Amazon Web Services (AWS)

This documentation is for an out-of-date version of Apache Flink. We recommend you use the latest stable version.

Amazon Web Services offers cloud computing services on which you can run Flink.

EMR: Elastic MapReduce
- Standard EMR Installation
- Custom EMR Installation
S3: Simple Storage Service
- Shaded Hadoop/Presto S3 file systems (recommended)
- Hadoop-provided S3 file systems - manual setup
Common Issues

EMR: Elastic MapReduce

Amazon Elastic MapReduce (Amazon EMR) is a web service that makes it easy to quickly setup a Hadoop cluster. This is the recommended way to run Flink on AWS as it takes care of setting up everything.

Standard EMR Installation

Flink is a supported application on Amazon EMR. Amazon’s documentation describes configuring Flink, creating and monitoring a cluster, and working with jobs.

Custom EMR Installation

Amazon EMR services are regularly updated to new releases but a version of Flink which is not available can be manually installed in a stock EMR cluster.

Create EMR Cluster

The EMR documentation contains examples showing how to start an EMR cluster. You can follow that guide and install any EMR release. You don’t need to install the All Applications part of the EMR release, but can stick to Core Hadoop.

Note Access to S3 buckets requires configuration of IAM roles when creating an EMR cluster.

Install Flink on EMR Cluster

After creating your cluster, you can connect to the master node and install Flink:

Go the Downloads Page and download a binary version of Flink matching the Hadoop version of your EMR cluster, e.g. Hadoop 2.7 for EMR releases 4.3.0, 4.4.0, or 4.5.0.
Extract the Flink distribution and you are ready to deploy Flink jobs via YARN after setting the Hadoop config directory:

HADOOP_CONF_DIR=/etc/hadoop/conf ./bin/flink run -m yarn-cluster -yn 1 examples/streaming/WordCount.jar

S3: Simple Storage Service

Amazon Simple Storage Service (Amazon S3) provides cloud object storage for a variety of use cases. You can use S3 with Flink for reading and writing data as well in conjunction with the streaming state backends or even as a YARN object storage.
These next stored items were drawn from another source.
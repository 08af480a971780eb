//! Binds a [`Profile`] to a [`Session`].

use std::fmt;
use std::fs;
use std::path::Path;
use std::sync::Arc;

use anyhow::anyhow;
use serde::{Deserialize, Serialize};

use crate::profile::{Arg, Args, Profile, Reply};
use crate::session::Session;
use crate::transport::Transport;
use crate::{Error, ScpiResponse};

/// Parsed outcome of a command.
#[derive(Clone, Debug, PartialEq, Serialize, Deserialize)]
pub enum Reading {
    Done,
    Float(f64),
    Floats(Vec<f64>),
    Integer(i64),
    Text(String),
    Bytes(Vec<u8>),
}

impl Reading {
    pub fn as_f64(&self) -> Option<f64> {
        match self {
            Reading::Float(x) => Some(*x),
            Reading::Integer(x) => Some(*x as f64),
            _ => None,
        }
    }

    pub fn as_text(&self) -> Option<&str> {
        match self {
            Reading::Text(x) => Some(x),
            _ => None,
        }
    }

    /// Interpret the reply to `command` according to `reply`.
    pub fn parse(command: &str, reply: Reply, text: &str) -> crate::Result<Reading> {
        let trimmed = text.trim();
        let malformed = || Error::malformed_reply(command, text);
        match reply {
            Reply::None => Ok(Reading::Done),
            Reply::Text => Ok(Reading::Text(trimmed.to_string())),
            Reply::Float => trimmed
                .parse::<f64>()
                .map(Reading::Float)
                .map_err(|_| malformed()),
            Reply::Integer => trimmed
                .parse::<i64>()
                .or_else(|_| match trimmed.parse::<f64>() {
                    Ok(x) if x.fract() == 0.0 => Ok(x as i64),
                    _ => Err(malformed()),
                })
                .map(Reading::Integer),
            Reply::FloatList => {
                if trimmed.is_empty() {
                    return Err(malformed());
                }
                trimmed
                    .split(',')
                    .map(|x| x.trim().parse::<f64>().map_err(|_| malformed()))
                    .collect::<crate::Result<Vec<_>>>()
                    .map(Reading::Floats)
            }
        }
    }
}

impl fmt::Display for Reading {
    fn fmt(&self, f: &mut fmt::Formatter<'_>) -> fmt::Result {
        match self {
            Reading::Done => f.write_str("OK"),
            Reading::Float(x) => write!(f, "{}", x),
            Reading::Floats(x) => {
                let values: Vec<String> = x.iter().map(|x| x.to_string()).collect();
                f.write_str(&values.join(","))
            }
            Reading::Integer(x) => write!(f, "{}", x),
            Reading::Text(x) => f.write_str(x),
            Reading::Bytes(x) => write!(f, "<{} bytes>", x.len()),
        }
    }
}

impl From<ScpiResponse> for Reading {
    fn from(resp: ScpiResponse) -> Self {
        match resp {
            ScpiResponse::Done => Reading::Done,
            ScpiResponse::String(x) => Reading::Text(x),
            ScpiResponse::Binary { data } => Reading::Bytes(data),
        }
    }
}

/// An instrument: one session driven through the command table of a profile.
pub struct Adapter<T: Transport> {
    session: Session<T>,
    profile: Arc<Profile>,
}

impl<T: Transport> Adapter<T> {
    pub fn new(transport: T, profile: Arc<Profile>) -> Self {
        let session = Session::new(transport)
            .with_reset(profile.reset.clone())
            .with_timeout(profile.timeout());
        Adapter { session, profile }
    }

    pub fn profile(&self) -> &Profile {
        &self.profile
    }

    pub fn session(&mut self) -> &mut Session<T> {
        &mut self.session
    }

    pub fn is_open(&self) -> bool {
        self.session.is_open()
    }

    pub fn list_resources(&mut self) -> crate::Result<Vec<String>> {
        self.session.list_resources()
    }

    pub fn open(&mut self, resource: &str, reset: bool, identify: bool) -> crate::Result<()> {
        self.session.open(resource, reset, identify)
    }

    /// Open with the reset behavior of the profile and identification.
    pub fn connect(&mut self, resource: &str) -> crate::Result<()> {
        let reset = self.profile.reset_on_open;
        self.session.open(resource, reset, true)
    }

    pub fn close(&mut self) -> crate::Result<()> {
        self.session.close()
    }

    fn check_open(&self) -> crate::Result<()> {
        if self.session.is_open() {
            Ok(())
        } else {
            Err(Error::NotOpen)
        }
    }

    /// Render and send `command`, reading the reply if the command has one.
    pub fn execute(&mut self, command: &str, args: &Args) -> crate::Result<Reading> {
        self.check_open()?;
        let cmd = self.profile.command(command)?;
        let reply = cmd.reply;
        let text = cmd.render(&self.profile, args)?;
        if reply == Reply::None {
            self.session.write(&text)?;
            return Ok(Reading::Done);
        }
        let answer = self.session.query(&text)?;
        Reading::parse(&text, reply, &answer).map_err(|err| {
            log::warn!("{}", err);
            err
        })
    }

    /// Send a configuration command. Nothing is written if an argument is invalid.
    pub fn configure(&mut self, command: &str, args: &Args) -> crate::Result<()> {
        self.check_open()?;
        if self.profile.command(command)?.reply != Reply::None {
            return Err(Error::argument(anyhow!("`{}` is a query", command)));
        }
        self.execute(command, args).map(|_| ())
    }

    pub fn query(&mut self, command: &str, args: &Args) -> crate::Result<Reading> {
        self.check_open()?;
        if self.profile.command(command)?.reply == Reply::None {
            return Err(Error::argument(anyhow!("`{}` does not return a value", command)));
        }
        self.execute(command, args)
    }

    /// Query a parameterless measurement.
    pub fn measure(&mut self, command: &str) -> crate::Result<Reading> {
        self.query(command, &Args::new())
    }

    pub fn identify(&mut self) -> crate::Result<String> {
        match self.query("identify", &Args::new())? {
            Reading::Text(x) => Ok(x),
            other => Ok(other.to_string()),
        }
    }

    pub fn reset(&mut self) -> crate::Result<()> {
        self.session.reset()
    }

    /// Run one of the IEEE 488.2 status queries (`*CAL?`, `*ESR?`, `*STB?`, `*TST?`).
    pub fn common_query<A: Into<Arg>>(&mut self, kind: A) -> crate::Result<String> {
        let args = Args::new().with("query", kind);
        match self.query("commonQuery", &args)? {
            Reading::Text(x) => Ok(x),
            other => Ok(other.to_string()),
        }
    }

    pub fn raw_command(&mut self, command: &str) -> crate::Result<ScpiResponse> {
        self.session.raw_command(command)
    }

    /// Capture the screen into `path`, returns the number of bytes written.
    pub fn save_hardcopy<P: AsRef<Path>>(&mut self, path: P) -> crate::Result<usize> {
        let hardcopy = self
            .profile
            .hardcopy
            .clone()
            .ok_or_else(|| Error::not_supported(format!("Hardcopy on {}", self.profile.name)))?;
        self.check_open()?;
        let remote = &hardcopy.remote_path;
        self.session.write(&format!("SAVe:IMAGe '{}'", remote))?;
        self.session.query("*OPC?")?;
        self.session.write(&format!("FILESystem:READFile '{}'", remote))?;
        let data = self.session.read_raw(hardcopy.max_bytes)?;
        let saved = fs::write(path.as_ref(), &data);
        let deleted = self.session.write(&format!("FILESystem:DELEte '{}'", remote));
        saved?;
        deleted?;
        log::info!("Saved {} byte hardcopy to {}", data.len(), path.as_ref().display());
        Ok(data.len())
    }
}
You can use S3 objects like regular files by specifying paths in the following format:

s3://<your-bucket>/<endpoint>

The endpoint can either be a single file or a directory, for example:

// Read from S3 bucket
env.readTextFile("s3://<bucket>/<endpoint>");

// Write to S3 bucket
stream.writeAsText("s3://<bucket>/<endpoint>");

// Use S3 as FsStatebackend
env.setStateBackend(new FsStateBackend("s3://<your-bucket>/<endpoint>"));

Note that these examples are not exhaustive and you can use S3 in other places as well, including your high availability setup or the RocksDBStateBackend; everywhere that Flink expects a FileSystem URI.

For most use cases, you may use one of our shaded flink-s3-fs-hadoop and flink-s3-fs-presto S3 filesystem wrappers which are fairly easy to set up. For some cases, however, e.g. for using S3 as YARN’s resource storage dir, it may be necessary to set up a specific Hadoop S3 FileSystem implementation. Both ways are described below.

Shaded Hadoop/Presto S3 file systems (recommended)

Note: You don’t have to configure this manually if you are running Flink on EMR.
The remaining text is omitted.